Levei um susto bom, achei que você ia dar um jeito qualquer e só colocar o comentário. Enfim, agora é tarde e Inês é morta, e frente à porta, existirá para sempre uma Alma entrando excitada e amedrontada num quarto escuro e convidativo pela mesma ansia de se saciar um desejo, se não por amor, por aventura, desvelo, ou aguçadíssima vontade.
Lerei o conto Samhain com uma nova curiosa paixão.
Publiquei coisa nova lá no overmundo hoje, vai lá...
Te abraço,
E mais uma coisa:
Relendo a receita de pão descobri uma erro e um esquecimento.
Nos ingredientes são 2/1/2 xícaras de farinha de trigo.
No modo de fazer:
Depois da massa pronta, untar uma forma (que pode ser refratária) e só então, claro, levar ao forno.
Te abreço de novo,
Dora
Que bom que gostou, Dora. :D
Pensei em editar o comentário, publicar-lhe apenas umas partes, mas depois decidi que ele não seria o mesmo comentário se fosse editado. Ele é obra completa, com receita de pão e tudo. :)

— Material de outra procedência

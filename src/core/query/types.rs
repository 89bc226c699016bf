//! Query descriptor and result types

use chrono::NaiveDate;
use serde::{Deserialize, Serialize};

use crate::entities::{User, UserStatus};

/// Field a page is sorted by
#[derive(Debug, Clone, Copy, PartialEq, Eq, Serialize, Deserialize, Default)]
#[serde(rename_all = "camelCase")]
pub enum SortKey {
    Id,
    Organization,
    Username,
    Email,
    PhoneNumber,
    #[default]
    DateJoined,
    Status,
    Tier,
    /// Resolves to the nested personal-info full name
    FullName,
    AccountBalance,
    BankName,
}

impl SortKey {
    pub fn as_str(&self) -> &'static str {
        match self {
            SortKey::Id => "id",
            SortKey::Organization => "organization",
            SortKey::Username => "username",
            SortKey::Email => "email",
            SortKey::PhoneNumber => "phoneNumber",
            SortKey::DateJoined => "dateJoined",
            SortKey::Status => "status",
            SortKey::Tier => "tier",
            SortKey::FullName => "fullName",
            SortKey::AccountBalance => "accountBalance",
            SortKey::BankName => "bankName",
        }
    }
}

impl std::fmt::Display for SortKey {
    fn fmt(&self, f: &mut std::fmt::Formatter<'_>) -> std::fmt::Result {
        write!(f, "{}", self.as_str())
    }
}

impl std::str::FromStr for SortKey {
    type Err = String;

    /// Accepts the camelCase field name or a kebab/snake spelling of it
    fn from_str(s: &str) -> Result<Self, Self::Err> {
        let normalized: String = s
            .chars()
            .filter(|c| *c != '-' && *c != '_')
            .collect::<String>()
            .to_lowercase();
        match normalized.as_str() {
            "id" => Ok(SortKey::Id),
            "organization" | "org" => Ok(SortKey::Organization),
            "username" => Ok(SortKey::Username),
            "email" => Ok(SortKey::Email),
            "phonenumber" | "phone" => Ok(SortKey::PhoneNumber),
            "datejoined" | "joined" => Ok(SortKey::DateJoined),
            "status" => Ok(SortKey::Status),
            "tier" => Ok(SortKey::Tier),
            "fullname" | "name" => Ok(SortKey::FullName),
            "accountbalance" | "balance" => Ok(SortKey::AccountBalance),
            "bankname" | "bank" => Ok(SortKey::BankName),
            _ => Err(format!("Unknown sort key: {}", s)),
        }
    }
}

/// Sort direction
#[derive(Debug, Clone, Copy, PartialEq, Eq, Serialize, Deserialize, Default)]
#[serde(rename_all = "lowercase")]
pub enum SortOrder {
    Asc,
    #[default]
    Desc,
}

/// Per-field filters; `None` and empty strings are ignored
#[derive(Debug, Clone, Default, PartialEq, Serialize, Deserialize)]
#[serde(rename_all = "camelCase", default)]
pub struct UserFilters {
    /// Case-insensitive substring
    pub organization: Option<String>,
    /// Case-insensitive substring
    pub username: Option<String>,
    /// Case-insensitive substring
    pub email: Option<String>,
    /// Case-insensitive substring
    pub phone_number: Option<String>,
    /// Exact match
    pub date_joined: Option<NaiveDate>,
    /// Exact match
    pub status: Option<UserStatus>,
}

impl UserFilters {
    pub fn is_empty(&self) -> bool {
        active(&self.organization).is_none()
            && active(&self.username).is_none()
            && active(&self.email).is_none()
            && active(&self.phone_number).is_none()
            && self.date_joined.is_none()
            && self.status.is_none()
    }
}

/// A filter value that should be applied
pub(super) fn active(value: &Option<String>) -> Option<&str> {
    value.as_deref().filter(|v| !v.is_empty())
}

/// Page query descriptor
#[derive(Debug, Clone, PartialEq, Serialize, Deserialize)]
#[serde(rename_all = "camelCase", default)]
pub struct PageRequest {
    /// 1-based page number; values below 1 produce an empty page
    pub page: i64,
    /// Page size; values below 1 produce an empty page
    pub limit: i64,
    /// Free-text search; empty means no search
    pub search: String,
    pub filters: UserFilters,
    pub sort_by: SortKey,
    pub sort_order: SortOrder,
}

impl Default for PageRequest {
    fn default() -> Self {
        Self {
            page: 1,
            limit: 10,
            search: String::new(),
            filters: UserFilters::default(),
            sort_by: SortKey::DateJoined,
            sort_order: SortOrder::Desc,
        }
    }
}

impl PageRequest {
    pub fn new() -> Self {
        Self::default()
    }

    pub fn page(mut self, page: i64) -> Self {
        self.page = page;
        self
    }

    pub fn limit(mut self, limit: i64) -> Self {
        self.limit = limit;
        self
    }

    pub fn search(mut self, search: impl Into<String>) -> Self {
        self.search = search.into();
        self
    }

    pub fn filters(mut self, filters: UserFilters) -> Self {
        self.filters = filters;
        self
    }

    pub fn sort(mut self, sort_by: SortKey, sort_order: SortOrder) -> Self {
        self.sort_by = sort_by;
        self.sort_order = sort_order;
        self
    }
}

/// One page of users plus pagination metadata
#[derive(Debug, Clone, PartialEq, Serialize, Deserialize)]
#[serde(rename_all = "camelCase")]
pub struct PageResult {
    pub users: Vec<User>,
    /// Number of users matching search and filters, across all pages
    pub total: usize,
    /// Requested page, echoed back unchanged
    pub page: i64,
    /// Requested limit, echoed back unchanged
    pub limit: i64,
    /// `ceil(total / limit)`, or 0 when limit is below 1
    pub total_pages: i64,
}

/// User counts per status
#[derive(Debug, Clone, Copy, Default, PartialEq, Eq, Serialize, Deserialize)]
pub struct StatusCounts {
    pub total: usize,
    pub active: usize,
    pub inactive: usize,
    pub pending: usize,
    pub blacklisted: usize,
}

impl StatusCounts {
    pub fn record(&mut self, status: UserStatus) {
        self.total += 1;
        match status {
            UserStatus::Active => self.active += 1,
            UserStatus::Inactive => self.inactive += 1,
            UserStatus::Pending => self.pending += 1,
            UserStatus::Blacklisted => self.blacklisted += 1,
        }
    }

    pub fn get(&self, status: UserStatus) -> usize {
        match status {
            UserStatus::Active => self.active,
            UserStatus::Inactive => self.inactive,
            UserStatus::Pending => self.pending,
            UserStatus::Blacklisted => self.blacklisted,
        }
    }
}

#[cfg(test)]
mod tests {
    use super::*;

    #[test]
    fn test_sort_key_from_str() {
        assert_eq!("dateJoined".parse::<SortKey>().unwrap(), SortKey::DateJoined);
        assert_eq!("date-joined".parse::<SortKey>().unwrap(), SortKey::DateJoined);
        assert_eq!("full_name".parse::<SortKey>().unwrap(), SortKey::FullName);
        assert!("salary".parse::<SortKey>().is_err());
    }

    #[test]
    fn test_page_request_defaults() {
        let req = PageRequest::default();
        assert_eq!(req.page, 1);
        assert_eq!(req.limit, 10);
        assert_eq!(req.sort_by, SortKey::DateJoined);
        assert_eq!(req.sort_order, SortOrder::Desc);
        assert!(req.filters.is_empty());
    }

    #[test]
    fn test_page_request_parses_partial_json() {
        let req: PageRequest =
            serde_json::from_str(r#"{"page": 2, "filters": {"status": "pending"}, "sortBy": "fullName"}"#)
                .unwrap();
        assert_eq!(req.page, 2);
        assert_eq!(req.limit, 10);
        assert_eq!(req.filters.status, Some(UserStatus::Pending));
        assert_eq!(req.sort_by, SortKey::FullName);
    }

    #[test]
    fn test_empty_filter_strings_are_inactive() {
        let filters = UserFilters {
            organization: Some(String::new()),
            ..UserFilters::default()
        };
        assert!(filters.is_empty());
    }
}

E por falar em receita de pão, vou tentar ajeitar lá a receita conforme você me orientou. :)
Abraços do Verde.
O que eu não entendi é se a colocação na forma acontece antes ou depois da mistura dos ingredientes secos com os líquidos...
Me esclarece isso, Dorinha?
Abraços do Verde.
Então Daniel,
Depois de tudo bem homogenizado você unta uma forma, polvilha com farinha de trigo, ou de rosca - fica com uma casquinha crocante - e só enão leva ao forno pré-aquecido e blá, blá...
Viu, tô até te liberando meus pequenos segredinhos.
Deixando a gastronomia - assunto delicioso, principalmente se você tá de larica - vamos para a literatura.
Escrevi mais um comentário sobre Alma e o quarto escuro, só tô em dúvida onde postar, se aqui ou no overmundo.
Beijinho de pão quantinho no rosto frio de ,amhã cedinho.